TASK> Word for word, write out all of the entries that follow.

DATA UNDER STUDY>
//! Provides a general interface to a physical OPC package (ZIP file).
//!
//! Reading enumerates every member in stored order together with the header
//! metadata needed to re-emit it. Rewriting walks that list once, raw-copies
//! each member that was not explicitly replaced (compressed bytes, compression
//! method and timestamp untouched) and re-encodes only the replaced ones.
//! Only Stored and Deflated can be written, so a replaced member stored with
//! any other method is re-encoded with Deflate.

use crate::common::{Error, Result};
use crate::ooxml::opc::constants::is_document_tree_xml;
use std::collections::HashMap;
use std::io::{Cursor, Read, Write};
use zip::write::SimpleFileOptions;
use zip::{CompressionMethod, DateTime, ZipArchive, ZipWriter};

/// Upper bound on the buffer reserved from a member's declared size.
const PREALLOC_LIMIT: u64 = 16 * 1024 * 1024;

/// Header metadata of one member of the package.
#[derive(Debug, Clone, PartialEq)]
pub struct PartEntry {
    /// Member name inside the archive (no leading slash)
    pub name: String,
    /// Compression method the member is stored with
    pub compression: CompressionMethod,
    /// Modification timestamp, when the archive records one
    pub last_modified: Option<DateTime>,
    /// Uncompressed size in bytes
    pub size: u64,
    /// Whether this member is a directory entry
    pub is_dir: bool,
}

/// Physical package reader over an in-memory ZIP archive.
///
/// The central directory is parsed once on construction; the reader is then
/// cloned cheaply for every member access so all methods take `&self`.
#[derive(Clone)]
pub struct PhysPkgReader<'data> {
    archive: ZipArchive<Cursor<&'data [u8]>>,
    entries: Vec<PartEntry>,
}

impl<'data> PhysPkgReader<'data> {
    /// Open a package from a byte slice.
    ///
    /// # Errors
    ///
    /// Returns [`Error::InvalidArchive`] when the bytes are not a ZIP archive.
    pub fn new(data: &'data [u8]) -> Result<Self> {
        let mut archive = ZipArchive::new(Cursor::new(data))?;

        let mut entries = Vec::with_capacity(archive.len());
        for index in 0..archive.len() {
            let file = archive.by_index_raw(index)?;
            entries.push(PartEntry {
                name: file.name().to_string(),
                compression: file.compression(),
                last_modified: file.last_modified(),
                size: file.size(),
                is_dir: file.is_dir(),
            });
        }

        Ok(Self { archive, entries })
    }

    /// All members in stored order.
    #[inline]
    pub fn entries(&self) -> &[PartEntry] {
        &self.entries
    }

    /// List all member names in stored order, directories excluded.
    pub fn member_names(&self) -> impl Iterator<Item = &str> {
        self.entries
            .iter()
            .filter(|entry| !entry.is_dir)
            .map(|entry| entry.name.as_str())
    }

    /// Member names of the document-tree XML parts (`word/**.xml`), in
    /// stored order.
    pub fn document_tree_parts(&self) -> Vec<String> {
        self.member_names()
            .filter(|name| is_document_tree_xml(name))
            .map(str::to_string)
            .collect()
    }

    /// Check if a specific member exists in the package.
    pub fn contains(&self, member: &str) -> bool {
        self.entries.iter().any(|entry| entry.name == member)
    }

    /// Get the number of members in the package.
    #[inline]
    pub fn len(&self) -> usize {
        self.entries.len()
    }

    /// Check if the package is empty.
    #[inline]
    pub fn is_empty(&self) -> bool {
        self.entries.is_empty()
    }

    /// Read the decompressed content of a member.
    ///
    /// Returns `Ok(None)` when the member does not exist.
    pub fn read(&self, member: &str) -> Result<Option<Vec<u8>>> {
        let mut archive = self.archive.clone();
        let mut file = match archive.by_name(member) {
            Ok(file) => file,
            Err(zip::result::ZipError::FileNotFound) => return Ok(None),
            Err(e) => return Err(e.into()),
        };

        // The declared size comes from the archive and is not trusted
        let mut blob = Vec::with_capacity(file.size().min(PREALLOC_LIMIT) as usize);
        file.read_to_end(&mut blob)
            .map_err(|e| Error::InvalidArchive(format!("{}: {}", member, e)))?;
        Ok(Some(blob))
    }

    /// Read a member as UTF-8 text.
    ///
    /// Returns `Ok(None)` when the member does not exist.
    pub fn read_string(&self, member: &str) -> Result<Option<String>> {
        match self.read(member)? {
            Some(blob) => String::from_utf8(blob)
                .map(Some)
                .map_err(|e| Error::malformed(member, e)),
            None => Ok(None),
        }
    }

    /// Re-emit the whole package, substituting the given members.
    ///
    /// Members are written in their original order. A member with an entry in
    /// `replacements` gets the new content with its original timestamp and
    /// permissions; it stays Stored if it was Stored and is Deflated
    /// otherwise. Every other member is raw-copied.
    pub fn rewrite(&self, replacements: &HashMap<String, Vec<u8>>) -> Result<Vec<u8>> {
        let mut source = self.archive.clone();
        let mut writer = PhysPkgWriter::with_capacity(source.len());

        for index in 0..source.len() {
            let file = source.by_index_raw(index)?;
            let replacement = replacements.get(file.name());
            match replacement {
                Some(blob) => {
                    let compression = match file.compression() {
                        CompressionMethod::Stored => CompressionMethod::Stored,
                        _ => CompressionMethod::Deflated,
                    };
                    let mut options = SimpleFileOptions::default()
                        .compression_method(compression)
                        .last_modified_time(file.last_modified().unwrap_or_default());
                    if let Some(mode) = file.unix_mode() {
                        options = options.unix_permissions(mode);
                    }
                    let name = file.name().to_string();
                    log::trace!("rewriting part {} ({} bytes)", name, blob.len());
                    writer.write_with_options(&name, blob, options)?;
                },
                None => writer.archive.raw_copy_file(file)?,
            }
        }

        writer.finish()
    }
}

/// Physical package writer for creating OPC packages.
///
/// Parts are written in the order they are added.
pub struct PhysPkgWriter {
    archive: ZipWriter<Cursor<Vec<u8>>>,
}

impl PhysPkgWriter {
    /// Create a new package writer that writes to memory.
    pub fn new() -> Self {
        Self::with_capacity(0)
    }

    fn with_capacity(parts: usize) -> Self {
        Self {
            archive: ZipWriter::new(Cursor::new(Vec::with_capacity(parts * 1024))),
        }
    }

    /// Write a part to the package with Deflate compression.
    pub fn write(&mut self, member: &str, blob: &[u8]) -> Result<()> {
        let options =
            SimpleFileOptions::default().compression_method(CompressionMethod::Deflated);
        self.write_with_options(member, blob, options)
    }

    /// Write a part to the package without compression (stored).
    pub fn write_stored(&mut self, member: &str, blob: &[u8]) -> Result<()> {
        let options = SimpleFileOptions::default().compression_method(CompressionMethod::Stored);
        self.write_with_options(member, blob, options)
    }

    fn write_with_options(
        &mut self,
        member: &str,
        blob: &[u8],
        options: SimpleFileOptions,
    ) -> Result<()> {
        self.archive.start_file(member, options)?;
        self.archive
            .write_all(blob)
            .map_err(|e| Error::InvalidArchive(format!("{}: {}", member, e)))
    }

    /// Finish writing and return the package bytes.
    pub fn finish(self) -> Result<Vec<u8>> {
        Ok(self.archive.finish()?.into_inner())
    }
}

impl Default for PhysPkgWriter {
    fn default() -> Self {
        Self::new()
    }
}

COMPLETED TASK>
//! Provides a general interface to a physical OPC package (ZIP file).
//!
//! Reading enumerates every member in stored order together with the header
//! metadata needed to re-emit it. Rewriting walks that list once, raw-copies
//! each member that was not explicitly replaced (compressed bytes, compression
//! method and timestamp untouched) and re-encodes only the replaced ones.
//! Only Stored and Deflated can be written, so a replaced member stored with
//! any other method is re-encoded with Deflate.

use crate::common::{Error, Result};
use crate::ooxml::opc::constants::is_document_tree_xml;
use std::collections::HashMap;
use std::io::{Cursor, Read, Write};
use zip::write::SimpleFileOptions;
use zip::{CompressionMethod, DateTime, ZipArchive, ZipWriter};

/// Upper bound on the buffer reserved from a member's declared size.
const PREALLOC_LIMIT: u64 = 16 * 1024 * 1024;

/// Header metadata of one member of the package.
#[derive(Debug, Clone, PartialEq)]
pub struct PartEntry {
    /// Member name inside the archive (no leading slash)
    pub name: String,
    /// Compression method the member is stored with
    pub compression: CompressionMethod,
    /// Modification timestamp, when the archive records one
    pub last_modified: Option<DateTime>,
    /// Uncompressed size in bytes
    pub size: u64,
    /// Whether this member is a directory entry
    pub is_dir: bool,
}

/// Physical package reader over an in-memory ZIP archive.
///
/// The central directory is parsed once on construction; the reader is then
/// cloned cheaply for every member access so all methods take `&self`.
#[derive(Clone)]
pub struct PhysPkgReader<'data> {
    archive: ZipArchive<Cursor<&'data [u8]>>,
    entries: Vec<PartEntry>,
}

impl<'data> PhysPkgReader<'data> {
    /// Open a package from a byte slice.
    ///
    /// # Errors
    ///
    /// Returns [`Error::InvalidArchive`] when the bytes are not a ZIP archive.
    pub fn new(data: &'data [u8]) -> Result<Self> {
        let mut archive = ZipArchive::new(Cursor::new(data))?;

        let mut entries = Vec::with_capacity(archive.len());
        for index in 0..archive.len() {
            let file = archive.by_index_raw(index)?;
            entries.push(PartEntry {
                name: file.name().to_string(),
                compression: file.compression(),
                last_modified: file.last_modified(),
                size: file.size(),
                is_dir: file.is_dir(),
            });
        }

        Ok(Self { archive, entries })
    }

    /// All members in stored order.
    #[inline]
    pub fn entries(&self) -> &[PartEntry] {
        &self.entries
    }

    /// List all member names in stored order, directories excluded.
    pub fn member_names(&self) -> impl Iterator<Item = &str> {
        self.entries
            .iter()
            .filter(|entry| !entry.is_dir)
            .map(|entry| entry.name.as_str())
    }

    /// Member names of the document-tree XML parts (`word/**.xml`), in
    /// stored order.
    pub fn document_tree_parts(&self) -> Vec<String> {
        self.member_names()
            .filter(|name| is_document_tree_xml(name))
            .map(str::to_string)
            .collect()
    }

    /// Check if a specific member exists in the package.
    pub fn contains(&self, member: &str) -> bool {
        self.entries.iter().any(|entry| entry.name == member)
    }

    /// Get the number of members in the package.
    #[inline]
    pub fn len(&self) -> usize {
        self.entries.len()
    }

    /// Check if the package is empty.
    #[inline]
    pub fn is_empty(&self) -> bool {
        self.entries.is_empty()
    }

    /// Read the decompressed content of a member.
    ///
    /// Returns `Ok(None)` when the member does not exist.
    pub fn read(&self, member: &str) -> Result<Option<Vec<u8>>> {
        let mut archive = self.archive.clone();
        let mut file = match archive.by_name(member) {
            Ok(file) => file,
            Err(zip::result::ZipError::FileNotFound) => return Ok(None),
            Err(e) => return Err(e.into()),
        };

        // The declared size comes from the archive and is not trusted
        let mut blob = Vec::with_capacity(file.size().min(PREALLOC_LIMIT) as usize);
        file.read_to_end(&mut blob)
            .map_err(|e| Error::InvalidArchive(format!("{}: {}", member, e)))?;
        Ok(Some(blob))
    }

    /// Read a member as UTF-8 text.
    ///
    /// Returns `Ok(None)` when the member does not exist.
    pub fn read_string(&self, member: &str) -> Result<Option<String>> {
        match self.read(member)? {
            Some(blob) => String::from_utf8(blob)
                .map(Some)
                .map_err(|e| Error::malformed(member, e)),
            None => Ok(None),
        }
    }

    /// Re-emit the whole package, substituting the given members.
    ///
    /// Members are written in their original order. A member with an entry in
    /// `replacements` gets the new content with its original timestamp and
    /// permissions; it stays Stored if it was Stored and is Deflated
    /// otherwise. Every other member is raw-copied.
    pub fn rewrite(&self, replacements: &HashMap<String, Vec<u8>>) -> Result<Vec<u8>> {
        let mut source = self.archive.clone();
        let mut writer = PhysPkgWriter::with_capacity(source.len());

        for index in 0..source.len() {
            let file = source.by_index_raw(index)?;
            let replacement = replacements.get(file.name());
            match replacement {
                Some(blob) => {
                    let compression = match file.compression() {
                        CompressionMethod::Stored => CompressionMethod::Stored,
                        _ => CompressionMethod::Deflated,
                    };
                    let mut options = SimpleFileOptions::default()
                        .compression_method(compression)
                        .last_modified_time(file.last_modified().unwrap_or_default());
                    if let Some(mode) = file.unix_mode() {
                        options = options.unix_permissions(mode);
                    }
                    let name = file.name().to_string();
                    log::trace!("rewriting part {} ({} bytes)", name, blob.len());
                    writer.write_with_options(&name, blob, options)?;
                },
                None => writer.archive.raw_copy_file(file)?,
            }
        }

        writer.finish()
    }
}

/// Physical package writer for creating OPC packages.
///
/// Parts are written in the order they are added.
pub struct PhysPkgWriter {
    archive: ZipWriter<Cursor<Vec<u8>>>,
}

impl PhysPkgWriter {
    /// Create a new package writer that writes to memory.
    pub fn new() -> Self {
        Self::with_capacity(0)
    }

    fn with_capacity(parts: usize) -> Self {
        Self {
            archive: ZipWriter::new(Cursor::new(Vec::with_capacity(parts * 1024))),
        }
    }

    /// Write a part to the package with Deflate compression.
    pub fn write(&mut self, member: &str, blob: &[u8]) -> Result<()> {
        let options =
            SimpleFileOptions::default().compression_method(CompressionMethod::Deflated);
        self.write_with_options(member, blob, options)
    }

    /// Write a part to the package without compression (stored).
    pub fn write_stored(&mut self, member: &str, blob: &[u8]) -> Result<()> {
        let options = SimpleFileOptions::default().compression_method(CompressionMethod::Stored);
        self.write_with_options(member, blob, options)
    }

    fn write_with_options(
        &mut self,
        member: &str,
        blob: &[u8],
        options: SimpleFileOptions,
    ) -> Result<()> {
        self.archive.start_file(member, options)?;
        self.archive
            .write_all(blob)
            .map_err(|e| Error::InvalidArchive(format!("{}: {}", member, e)))
    }

    /// Finish writing and return the package bytes.
    pub fn finish(self) -> Result<Vec<u8>> {
        Ok(self.archive.finish()?.into_inner())
    }
}

impl Default for PhysPkgWriter {
    fn default() -> Self {
        Self::new()
    }
}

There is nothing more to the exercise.